ASSIGNED TASK — Starting with the first line, output the data exactly through to the end.

Saved data entries
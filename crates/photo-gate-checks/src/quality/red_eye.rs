// photo-gate-checks/src/quality/red_eye.rs
// ============================================================================
// Module: Red Eye Check
// Description: Detects flash-induced red-eye in landmarked eye regions.
// Purpose: Reject photos with the red-eye artifact.
// Dependencies: async-trait, photo-gate-core
// ============================================================================

//! Red eye check: detects flash-induced red-eye in landmarked eye regions.

// ============================================================================
// SECTION: Imports
// ============================================================================

use std::collections::BTreeSet;
use std::ops::Range;

use async_trait::async_trait;
use serde_json::json;

use photo_gate_core::CapabilityTag;
use photo_gate_core::Check;
use photo_gate_core::CheckCategory;
use photo_gate_core::CheckDescriptor;
use photo_gate_core::CheckError;
use photo_gate_core::CheckEval;
use photo_gate_core::CheckName;
use photo_gate_core::EvalInput;
use photo_gate_core::FACE_REGIONS_TAG;
use photo_gate_core::LEFT_EYE_LANDMARKS;
use photo_gate_core::LandmarkPoint;
use photo_gate_core::ParameterKind;
use photo_gate_core::ParameterSpec;
use photo_gate_core::ParameterValue;
use photo_gate_core::PhotoRaster;
use photo_gate_core::RIGHT_EYE_LANDMARKS;

// ============================================================================
// SECTION: Parameters
// ============================================================================

/// Stable check identifier.
pub const CHECK_NAME: &str = "red_eye";

/// Minimum red channel brightness for a red pixel.
const PARAM_RED_THRESHOLD: &str = "red_threshold";

/// Minimum red-to-other-channel ratio for a red pixel.
const PARAM_RED_RATIO: &str = "red_ratio_threshold";

/// Minimum fraction of red pixels in an eye region to flag it.
const PARAM_MIN_PIXEL_RATIO: &str = "min_red_pixel_ratio";

// ============================================================================
// SECTION: Check
// ============================================================================

/// Red eye check.
#[derive(Debug, Clone, Copy, Default)]
pub struct RedEyeCheck;

impl RedEyeCheck {
    /// Measures the bright-red pixel fraction inside one eye's landmark box.
    fn eye_red_ratio(
        photo: &PhotoRaster,
        landmarks: &[LandmarkPoint],
        eye: Range<usize>,
        red_threshold: u8,
        red_ratio: f64,
    ) -> f64 {
        let points = &landmarks[eye];
        let min_x = points.iter().map(|p| p.x).fold(f32::INFINITY, f32::min);
        let max_x = points.iter().map(|p| p.x).fold(f32::NEG_INFINITY, f32::max);
        let min_y = points.iter().map(|p| p.y).fold(f32::INFINITY, f32::min);
        let max_y = points.iter().map(|p| p.y).fold(f32::NEG_INFINITY, f32::max);
        if !min_x.is_finite() || max_x <= min_x || max_y <= min_y {
            return 0.0;
        }

        let mut red = 0usize;
        let mut total = 0usize;
        let left = min_x.max(0.0).floor();
        let top = min_y.max(0.0).floor();
        let mut y = top;
        while y <= max_y {
            let mut x = left;
            while x <= max_x {
                #[allow(
                    clippy::cast_possible_truncation,
                    clippy::cast_sign_loss,
                    reason = "Coordinates are clamped non-negative and bounds-checked by rgb()."
                )]
                let sample = photo.rgb(x as u32, y as u32);
                if let Some([r, g, b]) = sample {
                    total += 1;
                    let brightest_other = f64::from(g.max(b)).max(1.0);
                    if r >= red_threshold && f64::from(r) / brightest_other >= red_ratio {
                        red += 1;
                    }
                }
                x += 1.0;
            }
            y += 1.0;
        }
        if total == 0 {
            0.0
        } else {
            red as f64 / total as f64
        }
    }
}

#[async_trait]
impl Check for RedEyeCheck {
    fn describe(&self) -> CheckDescriptor {
        CheckDescriptor {
            name: CheckName::new(CHECK_NAME),
            display_name: "Red Eye".to_string(),
            description: "Checks for flash-induced red-eye in the eye regions".to_string(),
            category: CheckCategory::ImageQuality,
            version: "1.0.0".to_string(),
            author: "Photo Validation Team".to_string(),
            parameters: vec![
                ParameterSpec {
                    name: PARAM_RED_THRESHOLD.to_string(),
                    kind: ParameterKind::Int,
                    default: Some(ParameterValue::Int(180)),
                    min: Some(100.0),
                    max: Some(255.0),
                    choices: None,
                    required: true,
                    description: "Minimum red channel brightness".to_string(),
                },
                ParameterSpec {
                    name: PARAM_RED_RATIO.to_string(),
                    kind: ParameterKind::Float,
                    default: Some(ParameterValue::Float(1.8)),
                    min: Some(1.0),
                    max: Some(5.0),
                    choices: None,
                    required: true,
                    description: "Minimum red-to-other-channel ratio".to_string(),
                },
                ParameterSpec {
                    name: PARAM_MIN_PIXEL_RATIO.to_string(),
                    kind: ParameterKind::Float,
                    default: Some(ParameterValue::Float(0.15)),
                    min: Some(0.01),
                    max: Some(1.0),
                    choices: None,
                    required: true,
                    description: "Minimum fraction of red pixels to flag an eye".to_string(),
                },
            ],
            dependencies: BTreeSet::from([CapabilityTag::new(FACE_REGIONS_TAG)]),
            enabled_by_default: true,
            time_limit_secs: None,
        }
    }

    async fn evaluate(&self, input: &EvalInput<'_>) -> Result<CheckEval, CheckError> {
        let red_threshold = u8::try_from(input.params.int(PARAM_RED_THRESHOLD)?).unwrap_or(255);
        let red_ratio = input.params.float(PARAM_RED_RATIO)?;
        let min_pixel_ratio = input.params.float(PARAM_MIN_PIXEL_RATIO)?;

        let regions = input.shared.face_regions(input.photo).await?;
        let Some(landmarks) = regions.first().and_then(|face| face.full_landmarks()) else {
            // Without landmarks the eyes cannot be located; this is not a
            // reason to reject the photo.
            return Ok(CheckEval {
                status: photo_gate_core::CheckStatus::Passed,
                reason: Some("No landmarks available for red eye check".to_string()),
                details: serde_json::Value::Null,
            });
        };

        let left = Self::eye_red_ratio(
            input.photo,
            landmarks,
            LEFT_EYE_LANDMARKS,
            red_threshold,
            red_ratio,
        );
        let right = Self::eye_red_ratio(
            input.photo,
            landmarks,
            RIGHT_EYE_LANDMARKS,
            red_threshold,
            red_ratio,
        );

        let mut affected = Vec::new();
        if left >= min_pixel_ratio {
            affected.push("left");
        }
        if right >= min_pixel_ratio {
            affected.push("right");
        }

        let details = json!({
            "left_red_ratio": left,
            "right_red_ratio": right,
            "affected_eyes": affected,
            "thresholds": {
                "red_threshold": red_threshold,
                "red_ratio": red_ratio,
                "min_red_pixel_ratio": min_pixel_ratio,
            },
        });

        if affected.is_empty() {
            Ok(CheckEval::passed(details))
        } else {
            Ok(CheckEval::failed(
                format!("Red eye effect detected in {} eye(s)", affected.join(" and ")),
                details,
            ))
        }
    }
}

EXPECTED ANSWER —
filename crates/photo-gate-checks/src/quality/red_eye.rs
// photo-gate-checks/src/quality/red_eye.rs
// ============================================================================
// Module: Red Eye Check
// Description: Detects flash-induced red-eye in landmarked eye regions.
// Purpose: Reject photos with the red-eye artifact.
// Dependencies: async-trait, photo-gate-core
// ============================================================================

//! Red eye check: detects flash-induced red-eye in landmarked eye regions.

// ============================================================================
// SECTION: Imports
// ============================================================================

use std::collections::BTreeSet;
use std::ops::Range;

use async_trait::async_trait;
use serde_json::json;

use photo_gate_core::CapabilityTag;
use photo_gate_core::Check;
use photo_gate_core::CheckCategory;
use photo_gate_core::CheckDescriptor;
use photo_gate_core::CheckError;
use photo_gate_core::CheckEval;
use photo_gate_core::CheckName;
use photo_gate_core::EvalInput;
use photo_gate_core::FACE_REGIONS_TAG;
use photo_gate_core::LEFT_EYE_LANDMARKS;
use photo_gate_core::LandmarkPoint;
use photo_gate_core::ParameterKind;
use photo_gate_core::ParameterSpec;
use photo_gate_core::ParameterValue;
use photo_gate_core::PhotoRaster;
use photo_gate_core::RIGHT_EYE_LANDMARKS;

// ============================================================================
// SECTION: Parameters
// ============================================================================

/// Stable check identifier.
pub const CHECK_NAME: &str = "red_eye";

/// Minimum red channel brightness for a red pixel.
const PARAM_RED_THRESHOLD: &str = "red_threshold";

/// Minimum red-to-other-channel ratio for a red pixel.
const PARAM_RED_RATIO: &str = "red_ratio_threshold";

/// Minimum fraction of red pixels in an eye region to flag it.
const PARAM_MIN_PIXEL_RATIO: &str = "min_red_pixel_ratio";

// ============================================================================
// SECTION: Check
// ============================================================================

/// Red eye check.
#[derive(Debug, Clone, Copy, Default)]
pub struct RedEyeCheck;

impl RedEyeCheck {
    /// Measures the bright-red pixel fraction inside one eye's landmark box.
    fn eye_red_ratio(
        photo: &PhotoRaster,
        landmarks: &[LandmarkPoint],
        eye: Range<usize>,
        red_threshold: u8,
        red_ratio: f64,
    ) -> f64 {
        let points = &landmarks[eye];
        let min_x = points.iter().map(|p| p.x).fold(f32::INFINITY, f32::min);
        let max_x = points.iter().map(|p| p.x).fold(f32::NEG_INFINITY, f32::max);
        let min_y = points.iter().map(|p| p.y).fold(f32::INFINITY, f32::min);
        let max_y = points.iter().map(|p| p.y).fold(f32::NEG_INFINITY, f32::max);
        if !min_x.is_finite() || max_x <= min_x || max_y <= min_y {
            return 0.0;
        }

        let mut red = 0usize;
        let mut total = 0usize;
        let left = min_x.max(0.0).floor();
        let top = min_y.max(0.0).floor();
        let mut y = top;
        while y <= max_y {
            let mut x = left;
            while x <= max_x {
                #[allow(
                    clippy::cast_possible_truncation,
                    clippy::cast_sign_loss,
                    reason = "Coordinates are clamped non-negative and bounds-checked by rgb()."
                )]
                let sample = photo.rgb(x as u32, y as u32);
                if let Some([r, g, b]) = sample {
                    total += 1;
                    let brightest_other = f64::from(g.max(b)).max(1.0);
                    if r >= red_threshold && f64::from(r) / brightest_other >= red_ratio {
                        red += 1;
                    }
                }
                x += 1.0;
            }
            y += 1.0;
        }
        if total == 0 {
            0.0
        } else {
            red as f64 / total as f64
        }
    }
}

#[async_trait]
impl Check for RedEyeCheck {
    fn describe(&self) -> CheckDescriptor {
        CheckDescriptor {
            name: CheckName::new(CHECK_NAME),
            display_name: "Red Eye".to_string(),
            description: "Checks for flash-induced red-eye in the eye regions".to_string(),
            category: CheckCategory::ImageQuality,
            version: "1.0.0".to_string(),
            author: "Photo Validation Team".to_string(),
            parameters: vec![
                ParameterSpec {
                    name: PARAM_RED_THRESHOLD.to_string(),
                    kind: ParameterKind::Int,
                    default: Some(ParameterValue::Int(180)),
                    min: Some(100.0),
                    max: Some(255.0),
                    choices: None,
                    required: true,
                    description: "Minimum red channel brightness".to_string(),
                },
                ParameterSpec {
                    name: PARAM_RED_RATIO.to_string(),
                    kind: ParameterKind::Float,
                    default: Some(ParameterValue::Float(1.8)),
                    min: Some(1.0),
                    max: Some(5.0),
                    choices: None,
                    required: true,
                    description: "Minimum red-to-other-channel ratio".to_string(),
                },
                ParameterSpec {
                    name: PARAM_MIN_PIXEL_RATIO.to_string(),
                    kind: ParameterKind::Float,
                    default: Some(ParameterValue::Float(0.15)),
                    min: Some(0.01),
                    max: Some(1.0),
                    choices: None,
                    required: true,
                    description: "Minimum fraction of red pixels to flag an eye".to_string(),
                },
            ],
            dependencies: BTreeSet::from([CapabilityTag::new(FACE_REGIONS_TAG)]),
            enabled_by_default: true,
            time_limit_secs: None,
        }
    }

    async fn evaluate(&self, input: &EvalInput<'_>) -> Result<CheckEval, CheckError> {
        let red_threshold = u8::try_from(input.params.int(PARAM_RED_THRESHOLD)?).unwrap_or(255);
        let red_ratio = input.params.float(PARAM_RED_RATIO)?;
        let min_pixel_ratio = input.params.float(PARAM_MIN_PIXEL_RATIO)?;

        let regions = input.shared.face_regions(input.photo).await?;
        let Some(landmarks) = regions.first().and_then(|face| face.full_landmarks()) else {
            // Without landmarks the eyes cannot be located; this is not a
            // reason to reject the photo.
            return Ok(CheckEval {
                status: photo_gate_core::CheckStatus::Passed,
                reason: Some("No landmarks available for red eye check".to_string()),
                details: serde_json::Value::Null,
            });
        };

        let left = Self::eye_red_ratio(
            input.photo,
            landmarks,
            LEFT_EYE_LANDMARKS,
            red_threshold,
            red_ratio,
        );
        let right = Self::eye_red_ratio(
            input.photo,
            landmarks,
            RIGHT_EYE_LANDMARKS,
            red_threshold,
            red_ratio,
        );

        let mut affected = Vec::new();
        if left >= min_pixel_ratio {
            affected.push("left");
        }
        if right >= min_pixel_ratio {
            affected.push("right");
        }

        let details = json!({
            "left_red_ratio": left,
            "right_red_ratio": right,
            "affected_eyes": affected,
            "thresholds": {
                "red_threshold": red_threshold,
                "red_ratio": red_ratio,
                "min_red_pixel_ratio": min_pixel_ratio,
            },
        });

        if affected.is_empty() {
            Ok(CheckEval::passed(details))
        } else {
            Ok(CheckEval::failed(
                format!("Red eye effect detected in {} eye(s)", affected.join(" and ")),
                details,
            ))
        }
    }
}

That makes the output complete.